Но спасти всех пострадавших было практически невозможно; некоторые были мертвы уже тогда, когда их выносили из здания. Коробки с налоксоном подтащили к входу в здание, и лекарство кололи все, кто только мог. Суматоха была ужасная. «Отметок об инъекциях никто не делал, — рассказывал потом один из медиков, — сгоряча кололи по два и три раза. А это смертельные дозы».[358] Врач Николай Степченков: «Мне раньше приходилось с наркоманами работать. У пострадавших были точно такие же симптомы передозировки, как у наркотических средств — узкий зрачок и отсутствие дыхания. Надо было делать укол, чтобы восстановить работу легких и сердца. В какой-то момент я заметил, что двое спасателей мимо нас несут людей в автобус. Я им кричу: «Без укола не увозить, всех заложников сюда! Иначе живыми не доедут!» Они стали нам всех подтаскивать. Скольких успели развести по больницам, когда еще врачи не подошли, сказать не могу».[359]
В результате теракта 23–26 октября погибло 130 человек. Кто-то из них был убит террористами, кто-то впоследствии умер в больницах, однако большая часть погибла в течение нескольких часов после штурма во время неподготовленной операции. По всей видимости, единственной причиной случившейся трагедии был стереотип восприятия.
Медики, привлеченные к спасению людей, действовали, как полагается в обычных условиях — довезти людей до больницы и там спасти. Однако условия были чрезвычайными, и людям надо было оказывать первую помощь на месте. К этому медики (и вообще никто вокруг) психологически оказались не готовы. «Это алгоритм любой катастрофы. Ошибка — это стереотипное мышление в экстремальных обстоятельствах. Вот власти сейчас говорят: «Мы все делали правильно». Вы не правильно сделали. Вы сделали как всегда. И получили трупы».[360]

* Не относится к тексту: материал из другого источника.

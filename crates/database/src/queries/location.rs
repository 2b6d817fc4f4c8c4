use model::location::Location;
use railcar::database::Result;
use sqlx::{Executor, PgConnection, Postgres};
use utility::let_also::LetAlso;

use crate::data_model::{location::LocationRow, to_models, DatabaseRow};

use super::convert_error;

const COLUMNS: [&str; 12] = [
    "id",
    "city",
    "city_long",
    "station",
    "fsac",
    "scac",
    "splc",
    "state",
    "time_zone",
    "longitude",
    "latitude",
    "country",
];

// Repo

pub async fn get<'c, E>(executor: E, id: &str) -> Result<Location>
where
    E: Executor<'c, Database = Postgres>,
{
    sqlx::query_as(
        "
        SELECT
            id, city, city_long, station, fsac, scac, splc,
            state, time_zone, longitude, latitude, country
        FROM locations
        WHERE id = $1;
        ",
    )
    .bind(id)
    .fetch_one(executor)
    .await
    .map(|row: LocationRow| row.to_model())
    .map_err(convert_error)
}

pub async fn get_all<'c, E>(executor: E) -> Result<Vec<Location>>
where
    E: Executor<'c, Database = Postgres>,
{
    sqlx::query_as(
        "
        SELECT
            id, city, city_long, station, fsac, scac, splc,
            state, time_zone, longitude, latitude, country
        FROM locations
        ORDER BY seq;
        ",
    )
    .fetch_all(executor)
    .await
    .map_err(convert_error)?
    .let_owned(|rows: Vec<LocationRow>| Ok(to_models(rows)))
}

pub async fn insert_all(conn: &mut PgConnection, locations: &[Location]) -> Result<u64> {
    super::insert_all(conn, "locations", &COLUMNS, locations, |mut row, location| {
        row.push_bind(location.id.clone())
            .push_bind(location.city.clone())
            .push_bind(location.city_long.clone())
            .push_bind(location.station.clone())
            .push_bind(location.fsac.clone())
            .push_bind(location.scac.clone())
            .push_bind(location.splc.clone())
            .push_bind(location.state.clone())
            .push_bind(location.time_zone.clone())
            .push_bind(location.longitude)
            .push_bind(location.latitude)
            .push_bind(location.country.clone());
    })
    .await
    .map_err(convert_error)
}

// Location Repo

pub async fn get_many<'c, E>(executor: E, ids: &[String]) -> Result<Vec<Location>>
where
    E: Executor<'c, Database = Postgres>,
{
    sqlx::query_as(
        "
        SELECT
            id, city, city_long, station, fsac, scac, splc,
            state, time_zone, longitude, latitude, country
        FROM locations
        WHERE id = ANY($1)
        ORDER BY seq;
        ",
    )
    .bind(ids)
    .fetch_all(executor)
    .await
    .map_err(convert_error)?
    .let_owned(|rows: Vec<LocationRow>| Ok(to_models(rows)))
}
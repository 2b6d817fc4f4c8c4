use chrono::{DateTime, Utc};
use schemars::JsonSchema;
use serde::{Deserialize, Serialize};

use crate::{Entity, EntityKind, ExampleData};

/// A sighting of a railcar reported by a railroad.
#[serde_with::skip_serializing_none]
#[derive(Debug, Clone, PartialEq, Serialize, Deserialize, JsonSchema)]
#[serde(rename_all = "camelCase")]
pub struct Event {
    pub id: String,
    pub equipment_id: String,
    pub sighting_date: Option<DateTime<Utc>>,
    pub sighting_event_code: String,
    pub reporting_railroad_scac: String,
    pub posting_date: Option<DateTime<Utc>>,
    pub from_mark_id: String,
    pub load_empty_status: String,
    pub sighting_claim_code: String,
    pub sighting_event_code_text: String,
    pub train_id: String,
    pub train_alpha_code: String,
    pub location_id: String,
    pub waybill_id: String,
}

impl Entity for Event {
    const KIND: EntityKind = EntityKind::Events;

    fn id(&self) -> &str {
        &self.id
    }
}

impl ExampleData for Event {
    fn example_data() -> Self {
        Self {
            id: "1".to_owned(),
            equipment_id: "TILX 290110".to_owned(),
            sighting_date: DateTime::<Utc>::from_timestamp(1_704_164_645, 0),
            sighting_event_code: "A".to_owned(),
            reporting_railroad_scac: "BNSF".to_owned(),
            posting_date: DateTime::<Utc>::from_timestamp(1_704_165_000, 0),
            from_mark_id: "BNSF".to_owned(),
            load_empty_status: "L".to_owned(),
            sighting_claim_code: "AA".to_owned(),
            sighting_event_code_text: "Arrival at Intermediate Station".to_owned(),
            train_id: "MKCKBAR1".to_owned(),
            train_alpha_code: "M".to_owned(),
            location_id: "1".to_owned(),
            waybill_id: "1".to_owned(),
        }
    }
}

Вероятно, случившейся трагедии можно было и избежать, хотя, честно говоря, в сложившейся ситуации это достаточно трудно представить. Для того чтобы спасти всех, был необходим специфический опыт, которого ни у оперативного штаба, ни у врачей, ни у спецназовцев попросту не было — ведь для освобождения заложников газ был применен впервые за историю отечественных спецслужб.
«Сейчас, на холодную голову, легко обсуждать наши действия, — справедливо скажет потом председатель комитета здравоохранения Москвы Андрей Сельцовский. — Генерал Ермолов писал о такой ситуации «Каждый мнит себя стратегом, видя бой со стороны». Попробуйте принять абсолютно правильное решение, когда времени отпущено — минута».[361]
Главная ошибка, по всей видимости, была допущена в самом начале. «Штаб — настоящая военная организация. Там должен быть один руководитель, которому обязаны все подчиняться, — заметил потом заместитель председателя комитета по обороне Госдумы Алексей Арбатов. — В конце концов, произошло беспрецедентное по масштаба ЧП, и уже в первые часы после захвата заложников, на мой взгляд, следовало ввести в Москве на период кризиса закон о чрезвычайном положении». В любой стране мира это сделали бы автоматически, а зевак и журналистов заворачивали бы еще за километр до места теракта. Почему этого не было сделано в Москве, остается лишь гадать: возможно, власти опасались, что в этом случае СМИ и «либеральная общественность» традиционно начнут кричать о тоталитаризме, «раскачивать» обстановку — и тогда шансы террористов на успех значительно увеличатся.